Ingrid was the most powerful tropical cyclone to cross the Great Barrier Reef since 1918. The cyclone impacted the far northern part of the reef, which had not experienced significant wind and wave events for decades. Major coral breakage and dislodgement were recorded along a narrow strip surrounding the path where winds were estimated to have exceeded 33 m/s. Minor damage was observed up to 160 km south of the cyclone's track.

===Northern Territory===
The isolated communities along the coast of Northern Territory suffered considerable damage, and there was localised flooding in the coastal areas due to high tides.

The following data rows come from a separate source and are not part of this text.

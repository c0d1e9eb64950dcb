//! DRIFT search: parallel local+global fusion with context budgeting
//!
//! Runs the entity-anchored local pass and a simplified community pass
//! concurrently, fuses both into a single context, trims it to the token
//! budget and generates the response either in one piece or as a finite
//! stream of chunks.

use std::sync::Mutex;

use serde_json::{json, Value};
use tokio_stream::Iter;
use tracing::{debug, info};

use crate::config::{DriftSearchConfig, LocalSearchConfig};
use crate::llm::LlmGateway;
use crate::local_search::{LocalSearchEngine, TextUnit};
use crate::store::{ArtifactStore, CommunitySummaryRecord, EntityRecord};
use crate::vector::VectorStoreRole;
use crate::Result;

/// Fused retrieval context for one DRIFT query
#[derive(Debug, Clone, Default)]
pub struct SearchContext {
    pub query: String,
    pub entities: Vec<EntityRecord>,
    pub communities: Vec<CommunitySummaryRecord>,
    pub text_units: Vec<TextUnit>,
    pub metadata: serde_json::Map<String, Value>,
}

impl SearchContext {
    /// Rough token estimate: one token per four characters
    #[must_use]
    pub fn get_token_count(&self) -> usize {
        let mut chars = self.query.len();
        for entity in &self.entities {
            chars += entity.name.len() + entity.description.len();
        }
        for community in &self.communities {
            chars += community.title.len() + community.summary.len();
        }
        for unit in &self.text_units {
            chars += unit.text.len();
        }
        chars / 4
    }

    /// Drop context items until the estimate fits `max_tokens`
    ///
    /// Drop order: text units first, then entities, then communities; the
    /// query itself is never dropped.
    #[must_use]
    pub fn trim_to_token_limit(mut self, max_tokens: usize) -> Self {
        while !self.text_units.is_empty() && self.get_token_count() > max_tokens {
            self.text_units.pop();
        }
        while !self.entities.is_empty() && self.get_token_count() > max_tokens {
            self.entities.pop();
        }
        while !self.communities.is_empty() && self.get_token_count() > max_tokens {
            self.communities.pop();
        }
        self
    }

    #[must_use]
    pub fn to_value(&self) -> Value {
        json!({
            "query": self.query,
            "entities": self.entities.iter().map(|e| json!({
                "id": e.id, "name": e.name, "type": e.entity_type,
                "description": e.description,
            })).collect::<Vec<_>>(),
            "communities": self.communities.iter().map(|c| json!({
                "community_id": c.community_id, "title": c.title,
                "summary": c.summary, "rank": c.rank,
            })).collect::<Vec<_>>(),
            "text_units": self.text_units.iter().map(|t| json!({
                "id": t.id, "text": t.text, "document_id": t.document_id,
            })).collect::<Vec<_>>(),
            "metadata": Value::Object(self.metadata.clone()),
        })
    }
}

/// Hybrid local+global search engine
pub struct DriftSearchEngine<'a> {
    store: &'a ArtifactStore,
    gateway: LlmGateway,
    config: DriftSearchConfig,
    last_context: Mutex<Option<Value>>,
}

impl<'a> DriftSearchEngine<'a> {
    #[must_use]
    pub fn new(store: &'a ArtifactStore, gateway: LlmGateway, config: DriftSearchConfig) -> Self {
        Self {
            store,
            gateway,
            config,
            last_context: Mutex::new(None),
        }
    }

    /// Build the fused, trimmed context for a query
    ///
    /// # Errors
    ///
    /// Returns `Error::Index` on embedding failure; missing indexes
    /// contribute empty sections instead of failing.
    pub async fn build_context(&self, query: &str) -> Result<SearchContext> {
        let local_config = LocalSearchConfig {
            entity_top_k: self.config.local_search.entity_top_k,
            max_hops: self.config.local_search.relationship_depth,
            top_entities: 5,
            text_unit_top_k: self.config.local_search.text_unit_top_k,
        };
        let local_engine = LocalSearchEngine::new(self.store, self.gateway.clone(), local_config);

        let (local_results, global_results) = tokio::join!(
            local_engine.retrieve(query),
            self.search_communities(query)
        );
        let (ranked, text_units) = local_results?;
        let communities = global_results?;

        let entities: Vec<EntityRecord> = ranked.into_iter().map(|r| r.record).collect();
        let mut metadata = serde_json::Map::new();
        metadata.insert("query".to_string(), query.into());
        metadata.insert("num_entities".to_string(), entities.len().into());
        metadata.insert("num_communities".to_string(), communities.len().into());
        metadata.insert("num_text_units".to_string(), text_units.len().into());
        metadata.insert(
            "max_tokens".to_string(),
            self.config.context.max_tokens.into(),
        );

        let context = SearchContext {
            query: query.to_string(),
            entities,
            communities,
            text_units,
            metadata,
        };
        let trimmed = context.trim_to_token_limit(self.config.context.max_tokens);
        info!(
            entities = trimmed.entities.len(),
            communities = trimmed.communities.len(),
            text_units = trimmed.text_units.len(),
            "drift context built"
        );
        Ok(trimmed)
    }

    /// Simplified global pass: top communities straight from the index
    async fn search_communities(&self, query: &str) -> Result<Vec<CommunitySummaryRecord>> {
        let table = match self.store.vector_table(VectorStoreRole::Community) {
            Ok(table) => table,
            Err(e) if e.is_not_found() => {
                debug!("community index absent for drift search");
                return Ok(Vec::new());
            }
            Err(e) => return Err(e),
        };

        let hits = table
            .query(query, self.config.global_search.community_top_k)
            .await?;
        Ok(hits
            .into_iter()
            .map(|hit| CommunitySummaryRecord {
                community_id: hit
                    .node
                    .metadata
                    .get("community_id")
                    .and_then(Value::as_i64)
                    .unwrap_or_default(),
                title: hit
                    .node
                    .metadata
                    .get("title")
                    .and_then(Value::as_str)
                    .unwrap_or_default()
                    .to_string(),
                summary: hit.node.text.clone(),
                key_entities: hit
                    .node
                    .metadata
                    .get("key_entities")
                    .and_then(Value::as_array)
                    .map(|names| {
                        names
                            .iter()
                            .filter_map(Value::as_str)
                            .map(ToString::to_string)
                            .collect()
                    })
                    .unwrap_or_default(),
                occurrence: hit
                    .node
                    .metadata
                    .get("occurrence")
                    .and_then(Value::as_f64)
                    .unwrap_or(1.0),
                rank: hit
                    .node
                    .metadata
                    .get("rank")
                    .and_then(Value::as_i64)
                    .unwrap_or(0),
            })
            .collect())
    }

    /// Non-streaming search: returns the response and the context it used
    ///
    /// # Errors
    ///
    /// Returns `Error::Provider` when response generation fails.
    pub async fn search(&self, query: &str) -> Result<(String, SearchContext)> {
        let context = self.build_context(query).await?;
        let response = self.generate_response(&context).await?;
        Ok((response, context))
    }

    /// Streaming search: a finite sequence of chunks of at least
    /// `chunk_size` characters (the final chunk drains the remainder)
    ///
    /// The context used is stored for [`Self::get_last_context`].
    ///
    /// # Errors
    ///
    /// Returns `Error::Provider` when response generation fails.
    pub async fn search_streaming(&self, query: &str) -> Result<Iter<std::vec::IntoIter<String>>> {
        let context = self.build_context(query).await?;
        *self.last_context.lock().expect("context lock poisoned") = Some(context.to_value());

        let response = self.generate_response(&context).await?;
        let chunks = if self.config.response.streaming_enabled {
            chunk_string(&response, self.config.response.chunk_size)
        } else {
            vec![response]
        };
        Ok(tokio_stream::iter(chunks))
    }

    /// Context of the last streaming search, if any
    #[must_use]
    pub fn get_last_context(&self) -> Option<Value> {
        self.last_context
            .lock()
            .expect("context lock poisoned")
            .clone()
    }

    async fn generate_response(&self, context: &SearchContext) -> Result<String> {
        let prompt = drift_prompt(context);
        self.gateway.complete(&prompt).await
    }

    /// Quality gate: long enough and addressing the query terms
    ///
    /// A response shorter than 50 characters, or containing fewer than 30%
    /// of the query terms, is invalid. Callers decide the policy.
    #[must_use]
    pub fn validate_response(response: &str, query: &str) -> bool {
        if response.len() < 50 {
            return false;
        }
        let response_lower = response.to_lowercase();
        let terms: Vec<&str> = query.split_whitespace().collect();
        if terms.is_empty() {
            return true;
        }
        let matching = terms
            .iter()
            .filter(|term| response_lower.contains(&term.to_lowercase()))
            .count();
        (matching as f64) >= (terms.len() as f64) * 0.3
    }
}

fn drift_prompt(context: &SearchContext) -> String {
    let mut sections = Vec::new();

    if !context.entities.is_empty() {
        let lines: Vec<String> = context
            .entities
            .iter()
            .take(10)
            .map(|e| format!("- {} ({}): {}", e.name, e.entity_type, e.description))
            .collect();
        sections.push(format!("## Relevant entities\n{}", lines.join("\n")));
    }
    if !context.communities.is_empty() {
        let lines: Vec<String> = context
            .communities
            .iter()
            .take(5)
            .map(|c| format!("- {}: {}", c.title, c.summary))
            .collect();
        sections.push(format!("## Knowledge communities\n{}", lines.join("\n")));
    }
    if !context.text_units.is_empty() {
        let lines: Vec<String> = context
            .text_units
            .iter()
            .take(5)
            .map(|t| {
                let mut end = t.text.len().min(200);
                while end > 0 && !t.text.is_char_boundary(end) {
                    end -= 1;
                }
                format!("- {}", &t.text[..end])
            })
            .collect();
        sections.push(format!("## Source fragments\n{}", lines.join("\n")));
    }

    format!(
        "Answer the question below by synthesizing the provided context. \
         Prefer concrete facts from the entities, use the communities for \
         broader framing, and cite source fragments to support claims.\n\n\
         {}\n\nQuestion: {}\n\nAnswer:",
        sections.join("\n\n"),
        context.query
    )
}

/// Split a string into chunks of `size` characters; the final chunk carries
/// the remainder
fn chunk_string(text: &str, size: usize) -> Vec<String> {
    if text.is_empty() {
        return Vec::new();
    }
    let size = size.max(1);
    let mut chunks = Vec::new();
    let mut current = String::new();
    for ch in text.chars() {
        current.push(ch);
        if current.chars().count() >= size {
            chunks.push(std::mem::take(&mut current));
        }
    }
    if !current.is_empty() {
        chunks.push(current);
    }
    chunks
}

On Croker Island, 30 homes sustained damage, some of which lost their roofs, numerous trees were downed, power was cut to most residences, cars were completely destroyed and numerous roads were damaged. Nearly all trees on the island were leveled by 290 km/h wind gusts. Schools were reportedly destroyed in addition to several homes. Much of the infrastructure of the Tiwi Islands was affected, some suffering consequential damage due to trees falling on buildings and vehicles. Damages on the islands amounted to A$5 million (US$3.9 million). Throughout the Northern Territory, an additional A$10 million (US$6.4 million) in damages resulted from Ingrid.

On Nhulunbuy, damage was limited, with only fallen trees, power lines being reported along with no injuries.

Darwin experienced high winds and heavy rain, but was only affected by the southern edge of the cyclone.

===Western Australia===
The Great Northern Highway was closed between Kununurra and Halls Creek for a period of 36 hours due to flooding.

A resort area, known as "Faraway Bay", northeast of Kalumburu was completely destroyed by the storm. Numerous boats were found 100 m inland after being washed away by the storm surge. Numerous homes lost power and water supply, some sustained major roof damage and severe flooding isolated a few communities. Large areas of forested area were completely destroyed by Ingrid.